## Task directions
What is the number of lines in the entries that include the word "impl"? Respond with the number only.

Dataset entries:
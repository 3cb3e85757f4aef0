use serde::{Deserialize, Serialize};
use std::collections::BTreeMap;

use super::schema::AirportSchema;
use crate::coordinates::parse_compact_dms;

/// Placeholder written for a frequency that was never found.
pub const NO_FREQUENCY: &str = "none";

/// Facilities keyed by FAA location identifier.
pub type FacilityMap = BTreeMap<String, Facility>;

/// An airport or heliport from the NASR airport base records, plus the
/// frequencies patched in from the tower records.
#[derive(Debug, Clone, PartialEq, Serialize, Deserialize)]
pub struct Facility {
    pub name: String,
    pub lat: f64,
    pub lon: f64,
    /// Overlying ARTCC, empty when the record leaves it blank
    pub center_id: String,
    /// Approach/departure frequency in MHz
    #[serde(with = "frequency_sentinel")]
    pub primary_freq: Option<String>,
    /// Backup frequency via the overlying center, in MHz
    #[serde(with = "frequency_sentinel")]
    pub center_freq: Option<String>,
}

impl Facility {
    pub fn new(name: impl Into<String>, lat: f64, lon: f64, center_id: impl Into<String>) -> Self {
        Facility {
            name: name.into(),
            lat,
            lon,
            center_id: center_id.into(),
            primary_freq: None,
            center_freq: None,
        }
    }

    /// Record the primary frequency unless one is already set.
    /// Returns whether the value was taken.
    pub fn offer_primary_freq(&mut self, freq: &str) -> bool {
        offer(&mut self.primary_freq, freq)
    }

    /// Record the backup center frequency unless one is already set.
    /// Returns whether the value was taken.
    pub fn offer_center_freq(&mut self, freq: &str) -> bool {
        offer(&mut self.center_freq, freq)
    }
}

fn offer(slot: &mut Option<String>, freq: &str) -> bool {
    if slot.is_some() {
        return false;
    }
    *slot = Some(freq.to_string());
    true
}

/// Decode an airport base record into `(identifier, facility)`.
///
/// Returns `None` for records without an identifier, without coordinate
/// text, or whose coordinates fail to convert.
pub fn decode_airport_line(line: &str, schema: &AirportSchema) -> Option<(String, Facility)> {
    let id = schema.id.extract(line);
    let lat_text = schema.lat.extract(line);
    let lon_text = schema.lon.extract(line);
    if id.is_empty() || lat_text.is_empty() || lon_text.is_empty() {
        return None;
    }

    let lat = parse_compact_dms(lat_text);
    let lon = parse_compact_dms(lon_text);
    if lat == 0.0 || lon == 0.0 {
        return None;
    }

    let facility = Facility::new(
        schema.name.extract(line),
        lat,
        lon,
        schema.center_id.extract(line),
    );
    Some((id.to_string(), facility))
}

/// Serializes `None` as the `"none"` placeholder so the field is never absent.
mod frequency_sentinel {
    use super::NO_FREQUENCY;
    use serde::{Deserialize, Deserializer, Serializer};

    pub fn serialize<S: Serializer>(value: &Option<String>, serializer: S) -> Result<S::Ok, S::Error> {
        serializer.serialize_str(value.as_deref().unwrap_or(NO_FREQUENCY))
    }

    pub fn deserialize<'de, D: Deserializer<'de>>(deserializer: D) -> Result<Option<String>, D::Error> {
        let raw = String::deserialize(deserializer)?;
        if raw.eq_ignore_ascii_case(NO_FREQUENCY) {
            Ok(None)
        } else {
            Ok(Some(raw))
        }
    }
}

## Response to this task
2